Class 2: Use Only if Benefit Felt to Outweigh Risk
- Use Alternative: Use an alternative to the enzyme inhibitor if possible.
- Antidepressants: Citalopram (Celexa), escitalopram (Lexapro), sertraline (Zoloft), and desvenlafaxine (Pristiq), venlafaxine (Effexor) have less effect on CYP2D6 than fluoxetine and paroxetine, and would not be expected to have a large effect on thioridazine metabolism.
- Cimetidine: Famotidine (Pepcid), nizatidine (Axid), and ranitidine (Zantac) have no known effects on CYP2D6 activity.
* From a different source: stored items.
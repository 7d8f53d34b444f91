use crate::{core::DecodeError, portforward};
use std::time::Duration;

#[derive(Debug, thiserror::Error)]
#[non_exhaustive]
pub enum Error {
    #[error(transparent)]
    Tunnel(#[from] portforward::Error),

    #[error("failed to connect to {address}: {source}")]
    Connect {
        address: String,
        #[source]
        source: std::io::Error,
    },

    #[error("HTTP request failed: {0}")]
    Request(#[from] hyper::Error),

    #[error("invalid HTTP request: {0}")]
    InvalidRequest(#[from] http::Error),

    #[error("request timed out after {0:?}")]
    Timeout(Duration),

    #[error("failed to list control plane replicas: {0}")]
    ListReplicas(#[source] anyhow::Error),

    #[error("no running replicas match {selector:?} in the {namespace:?} namespace")]
    NoReplicasFound { namespace: String, selector: String },

    #[error(transparent)]
    Decode(#[from] DecodeError),
}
- Thioridazine: Most other phenothiazines produce less QT prolongation than thioridazine. Pimozide (Orap) can substantially prolong the QT interval and would not be a suitable substitute for thioridazine.
- Monitor: If combined therapy is necessary, monitor carefully for signs of delayed ventricular repolarization (prolonged QT interval) and symptoms of torsades de pointes including palpitations and syncope.